Task
Every line that holds the word "MacroExpander" needs to be copied from the data below.
**** Information
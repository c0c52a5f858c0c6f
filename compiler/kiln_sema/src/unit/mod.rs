//! A translation unit and its top-level declarations.
//!
//! Top-level forms:
//!
//! ```text
//! (namespace name form...)
//! (def Name (enum linkage type (element...)))
//! (def Name (struct linkage ((field type)...)))
//! (def name (fn linkage ret ((param type)...) body...))
//! ```
//!
//! Each top-level form either commits completely or reports at least one
//! error; a failure never stops the forms after it.

mod enum_decl;
mod fn_decl;
mod struct_decl;

use kiln_ir::{Name, NodeArena, NodeId, NodeKind, SharedInterner, Span, StringInterner, TokenKind};
use kiln_types::Idx;
use rustc_hash::FxHashMap;
use smallvec::SmallVec;

use crate::stack::ensure_sufficient_stack;
use crate::{
    errors, CompileOptions, Context, CoreForm, Expansion, FormResult, Linkage, MacroExpander,
    NoMacros, ENUM_VALUE_MEMBER,
};

/// Child ids of a list node, copied out of the arena.
pub(crate) type Items = SmallVec<[NodeId; 8]>;

/// Names the unit compares symbols against, interned once.
pub(crate) struct Keywords {
    pub namespace: Name,
    pub def: Name,
    pub enum_: Name,
    pub struct_: Name,
    pub fn_: Name,
    pub p: Name,
    pub pointer: Name,
    pub true_: Name,
    pub false_: Name,
    pub enum_value: Name,
}

impl Keywords {
    fn new(interner: &StringInterner) -> Self {
        Keywords {
            namespace: interner.intern("namespace"),
            def: interner.intern("def"),
            enum_: interner.intern("enum"),
            struct_: interner.intern("struct"),
            fn_: interner.intern("fn"),
            p: interner.intern("p"),
            pointer: interner.intern("pointer"),
            true_: interner.intern("true"),
            false_: interner.intern("false"),
            enum_value: interner.intern(ENUM_VALUE_MEMBER),
        }
    }
}

pub struct Unit {
    pub(crate) arena: NodeArena,
    pub(crate) ctx: Context,
    pub(crate) expander: Box<dyn MacroExpander>,
    /// Core form registry, keyed by the interned form name.
    pub(crate) forms: FxHashMap<Name, CoreForm>,
    pub(crate) kw: Keywords,
    pub(crate) max_expansion_depth: u32,
}

impl Unit {
    pub fn new(interner: SharedInterner, arena: NodeArena, options: &CompileOptions) -> Self {
        let forms = CoreForm::ALL
            .iter()
            .map(|&form| (interner.intern(form.name()), form))
            .collect();
        let kw = Keywords::new(&interner);
        Unit {
            arena,
            ctx: Context::new(interner, options),
            expander: Box::new(NoMacros),
            forms,
            kw,
            max_expansion_depth: options.max_expansion_depth,
        }
    }

    #[must_use]
    pub fn with_expander(mut self, expander: impl MacroExpander + 'static) -> Self {
        self.expander = Box::new(expander);
        self
    }

    pub fn arena(&self) -> &NodeArena {
        &self.arena
    }

    pub fn arena_mut(&mut self) -> &mut NodeArena {
        &mut self.arena
    }

    pub fn context(&self) -> &Context {
        &self.ctx
    }

    pub fn context_mut(&mut self) -> &mut Context {
        &mut self.ctx
    }

    // ── Top level ───────────────────────────────────────────────────

    /// Process every form in order. Fails if any of them failed.
    pub fn process_all(&mut self, forms: &[NodeId]) -> FormResult<()> {
        let mut failed = None;
        for &form in forms {
            if let Err(err) = self.process_top_level(form) {
                failed = Some(err);
            }
        }
        failed.map_or(Ok(()), Err)
    }

    /// Process one top-level declaration.
    pub fn process_top_level(&mut self, node: NodeId) -> FormResult<()> {
        self.process_top_level_at(node, 0)
    }

    fn process_top_level_at(&mut self, node: NodeId, depth: u32) -> FormResult<()> {
        ensure_sufficient_stack(|| {
            let items = self.expect_list(node, "top-level form")?;
            let Some(&head) = items.first() else {
                return Err(self.ctx.error(errors::empty_list(self.span(node))));
            };
            match self.arena.symbol(head) {
                Some(name) if name == self.kw.namespace => self.process_namespace(node, &items),
                Some(name) if name == self.kw.def => self.process_def(node, &items),
                _ => match self.try_expand(node, depth)? {
                    Some(expanded) => self.process_top_level_at(expanded, depth + 1),
                    None => Err(self.ctx.error(errors::unexpected_element(
                        self.span(head),
                        "`namespace` or `def`",
                        "top-level form",
                        &self.display(head),
                    ))),
                },
            }
        })
    }

    fn process_namespace(&mut self, node: NodeId, items: &[NodeId]) -> FormResult<()> {
        self.check_min_arity(node, "namespace", items, 1)?;
        let name = self.expect_symbol(items[1], "namespace name")?;
        self.ctx.activate_namespace(name);
        let result = self.process_all(&items[2..]);
        self.ctx.deactivate_namespace();
        result
    }

    fn process_def(&mut self, node: NodeId, items: &[NodeId]) -> FormResult<()> {
        self.check_arity(node, "def", items, 2)?;
        let name = self.expect_symbol(items[1], "declaration name")?;
        let body = items[2];
        let parts = self.expect_list(body, "declaration body")?;
        let kind = match parts.first() {
            Some(&head) => self.arena.symbol(head),
            None => None,
        };
        match kind {
            Some(k) if k == self.kw.enum_ => self.define_enum(items[1], name, body, &parts),
            Some(k) if k == self.kw.struct_ => self.define_struct(items[1], name, body, &parts),
            Some(k) if k == self.kw.fn_ => self.define_function(items[1], name, body, &parts),
            _ => Err(self.ctx.error(errors::unexpected_element(
                self.span(body),
                "`enum`, `struct` or `fn`",
                "declaration",
                &self.display(body),
            ))),
        }
    }

    /// Process `(def Name (enum linkage type (elements...)))`.
    ///
    /// Either the enum, its backing struct and their ABI functions are all
    /// registered, or nothing is and at least one error was reported.
    pub fn declare_enum(&mut self, node: NodeId) -> FormResult<()> {
        let items = self.expect_list(node, "enum declaration")?;
        let is_def = items
            .first()
            .and_then(|&head| self.arena.symbol(head))
            .is_some_and(|head| head == self.kw.def);
        if !is_def {
            return Err(self.ctx.error(errors::unexpected_element(
                self.span(node),
                "`def`",
                "enum declaration",
                &self.display(node),
            )));
        }
        self.check_arity(node, "def", &items, 2)?;
        let name = self.expect_symbol(items[1], "enum name")?;
        let parts = self.expect_list(items[2], "enum declaration body")?;
        self.define_enum(items[1], name, items[2], &parts)
    }

    // ── Node helpers ────────────────────────────────────────────────

    pub(crate) fn span(&self, node: NodeId) -> Span {
        self.arena.span(node)
    }

    pub(crate) fn display(&self, node: NodeId) -> String {
        self.arena.display(node, self.ctx.interner())
    }

    pub(crate) fn items(&self, node: NodeId) -> Option<Items> {
        self.arena.list(node).map(SmallVec::from_slice)
    }

    pub(crate) fn expect_list(&mut self, node: NodeId, context: &str) -> FormResult<Items> {
        match self.items(node) {
            Some(items) => Ok(items),
            None => Err(self.ctx.error(errors::incorrect_arg_type(
                self.span(node),
                "list",
                context,
                self.arena.describe(node),
            ))),
        }
    }

    pub(crate) fn expect_symbol(&mut self, node: NodeId, context: &str) -> FormResult<Name> {
        match self.arena.symbol(node) {
            Some(name) => Ok(name),
            None => Err(self.ctx.error(errors::unexpected_element(
                self.span(node),
                "symbol",
                context,
                self.arena.describe(node),
            ))),
        }
    }

    /// `items` includes the head; `expected` counts arguments after it.
    pub(crate) fn check_arity(
        &mut self,
        node: NodeId,
        form: &str,
        items: &[NodeId],
        expected: usize,
    ) -> FormResult<()> {
        let found = items.len().saturating_sub(1);
        if found == expected {
            return Ok(());
        }
        Err(self.ctx.error(errors::incorrect_arg_count(
            self.span(node),
            form,
            expected,
            found,
        )))
    }

    pub(crate) fn check_min_arity(
        &mut self,
        node: NodeId,
        form: &str,
        items: &[NodeId],
        minimum: usize,
    ) -> FormResult<()> {
        let found = items.len().saturating_sub(1);
        if found >= minimum {
            return Ok(());
        }
        Err(self.ctx.error(errors::too_few_args(
            self.span(node),
            form,
            minimum,
            found,
        )))
    }

    pub(crate) fn parse_linkage(&mut self, node: NodeId) -> FormResult<Linkage> {
        let linkage = self
            .arena
            .symbol(node)
            .and_then(|name| Linkage::from_keyword(self.ctx.interner().lookup(name)));
        match linkage {
            Some(linkage) => Ok(linkage),
            None => Err(self.ctx.error(errors::invalid_linkage(
                self.span(node),
                &self.display(node),
            ))),
        }
    }

    /// Resolve a type form: a primitive or declared name, or `(p T)` / `(pointer T)`.
    pub(crate) fn resolve_type(&mut self, node: NodeId) -> FormResult<Idx> {
        ensure_sufficient_stack(|| match self.arena.kind(node) {
            NodeKind::Token(token) if token.kind == TokenKind::Symbol => {
                match self.ctx.lookup_type(token.text) {
                    Some(ty) => Ok(ty),
                    None => Err(self.ctx.error(errors::type_not_in_scope(
                        self.span(node),
                        self.ctx.interner().lookup(token.text),
                    ))),
                }
            }
            NodeKind::List(_) => {
                let items = self.items(node).unwrap_or_default();
                let is_pointer = items.len() == 2
                    && self
                        .arena
                        .symbol(items[0])
                        .is_some_and(|head| head == self.kw.p || head == self.kw.pointer);
                if !is_pointer {
                    return Err(self.ctx.error(errors::type_not_in_scope(
                        self.span(node),
                        &self.display(node),
                    )));
                }
                let pointee = self.resolve_type(items[1])?;
                Ok(self.ctx.pool.pointer_to(pointee))
            }
            NodeKind::Token(_) => Err(self.ctx.error(errors::unexpected_element(
                self.span(node),
                "type",
                "type position",
                self.arena.describe(node),
            ))),
        })
    }

    /// Offer `node` to the macro expander.
    ///
    /// `depth` counts the rewrites already applied to reach `node`.
    pub(crate) fn try_expand(&mut self, node: NodeId, depth: u32) -> FormResult<Option<NodeId>> {
        if depth >= self.max_expansion_depth {
            return Err(self.ctx.error(errors::macro_failed(
                self.span(node),
                &format!("expansion depth limit of {} reached", self.max_expansion_depth),
            )));
        }
        let interner = self.ctx.interner.clone();
        match self.expander.try_expand(&mut self.arena, &interner, node) {
            Expansion::Expanded(expanded) => {
                tracing::trace!(
                    from = %self.display(node),
                    to = %self.display(expanded),
                    "macro expanded"
                );
                Ok(Some(expanded))
            }
            Expansion::NotApplicable => Ok(None),
            Expansion::Failed(detail) => {
                Err(self.ctx.error(errors::macro_failed(self.span(node), &detail)))
            }
        }
    }
}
********
Expected answer
    errors, CompileOptions, Context, CoreForm, Expansion, FormResult, Linkage, MacroExpander,
    pub(crate) expander: Box<dyn MacroExpander>,
    pub fn with_expander(mut self, expander: impl MacroExpander + 'static) -> Self {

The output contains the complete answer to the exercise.